HOUSTON -- After a year of battling breast cancer that included two surgeries and 20 rounds of radiation in 2018, Jill Baine says ringing the bell signifying her battle was won was the greatest day, until the bills began flooding in.
"I rang the bell with great joy because I felt like my cancer days had ended," recalled Baine. "About two weeks after that, I began getting bills from Methodist hospital for these huge amounts of money."
Baine says before her 2018 diagnosis, she was very healthy, rarely needing to visit the doctor.
Looking to save money, Baine alleges in her lawsuit that she took the advice of her agent and switched her coverage to Aliera, a faith-based health sharing ministry that boasts a range of affordable healthcare coverage.
Her coverage began May 1, 2018.
She went in for her annual mammogram in June and was diagnosed with breast cancer.
She underwent her first surgery in late June and then again in late July.
Baine says Aliera refused to pay for her first surgery, but paid for her second.
"They paid for the second surgery in full but called the first surgery a 'pre-existing condition' which is the basis for this entire fight, since May one of 18," Baine said.
Baine says she and her surgeon, not understanding why she was denied coverage for what Aliera said was a pre-existing condition, filed appeals.
Eventually, Aliera did pay for some of her first surgery.
"Fast forward, after all that my radiation treatment got pre-approved for September, and I was assigned 20 radiation sessions, and the bill from Methodist (United) Hospital was a little over $195,000" she recalled.
According to her lawsuit, Aliera refused to pay for her radiation treatment claiming it was based on a pre-existing condition.
Baine says she repeatedly asked that they pay, but they refused.
Fighting to keep her bills from going to collection agencies, Baine reached out to attorneys Bryan Bleibdrey and Corey Ferguson in the Woodlands, Texas.
"For every dollar that Aliera gets from someone like Jill, 70 cents of that dollar goes to their bottom line in which they generate about $180 million annually, and which that they operate essentially as an insurance provider," explained Bleibdrey.

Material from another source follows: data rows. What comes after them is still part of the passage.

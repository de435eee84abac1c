use crate::config::FALLBACK_DESCRIPTION_LENGTH;
use crate::model::{Priority, TestCase, TestCaseMetadata, TestStep, TestType, DEFAULT_TEST_EXPECTATION};

pub const FALLBACK_TITLE: &str = "Generated Test Case";
pub const FALLBACK_ACTION: &str = "Execute test as described";

/// Builds the single test case returned when nothing else could be parsed.
pub fn fallback(raw: &str) -> Vec<TestCase> {
    let mut description = excerpt(raw, FALLBACK_DESCRIPTION_LENGTH);
    if description.is_empty() {
        description = FALLBACK_TITLE.to_string();
    }

    let step = TestStep {
        step_number: 1,
        action: FALLBACK_ACTION.to_string(),
        expected_result: DEFAULT_TEST_EXPECTATION.to_string(),
        test_data: None,
        validation: None,
        notes: None,
    };

    vec![TestCase {
        id: TestCase::generate_id(FALLBACK_TITLE),
        title: FALLBACK_TITLE.to_string(),
        description,
        test_type: TestType::Functional,
        priority: Priority::Medium,
        steps: vec![step],
        preconditions: None,
        postconditions: None,
        test_data: None,
        tags: Default::default(),
        domain_context: None,
        metadata: TestCaseMetadata::default(),
    }]
}

/// First `limit` characters of the trimmed text, with `...` appended when cut.
pub fn excerpt(text: &str, limit: usize) -> String {
    let text = text.trim();
    match text.char_indices().nth(limit) {
        Some((cut, _)) => format!("{}...", text[..cut].trim_end()),
        None => text.to_string(),
    }
}

#[cfg(test)]
mod tests {
    use super::*;

    #[test]
    fn test_fallback_for_empty_input() {
        let cases = fallback("");
        assert_eq!(cases.len(), 1);
        assert_eq!(cases[0].title, FALLBACK_TITLE);
        assert_eq!(cases[0].description, FALLBACK_TITLE);
        assert_eq!(cases[0].steps[0].action, FALLBACK_ACTION);
        assert!(cases[0].validate().is_ok());
    }

    #[test]
    fn test_fallback_truncates_description() {
        let raw = "é".repeat(250);
        let cases = fallback(&raw);
        let description = &cases[0].description;
        assert!(description.ends_with("..."));
        assert_eq!(description.chars().count(), FALLBACK_DESCRIPTION_LENGTH + 3);
    }

    #[test]
    fn test_excerpt_trims_before_cutting() {
        assert_eq!(excerpt("  abc def  ", 4), "abc...");
        assert_eq!(excerpt("  abc  ", 10), "abc");
        assert_eq!(excerpt(" \n ", 10), "");
    }

    #[test]
    fn test_short_input_kept_whole() {
        assert_eq!(fallback("short note")[0].description, "short note");
    }
}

Aliera told ABC7 Chicago sister station, KTRK, it is not an insurance company, rather a faith-based health care sharing ministry.
HCSM's are organizations in the U.S. in which health care costs are shared among members with similar beliefs.
What Baine's lawyers discovered was she was not the only one with complaints against Aliera.
A lawsuit filed last month by the Texas Attorney General on behalf of the Texas Department of Insurance claims Aliera does not qualify as a health care sharing ministry in the state.
The lawsuit alleges the company is operating as an insurance company without the right to.
In addition to Baine's complaint, there have been a number of similar complaints made in several states across the country including Washington and New Hampshire.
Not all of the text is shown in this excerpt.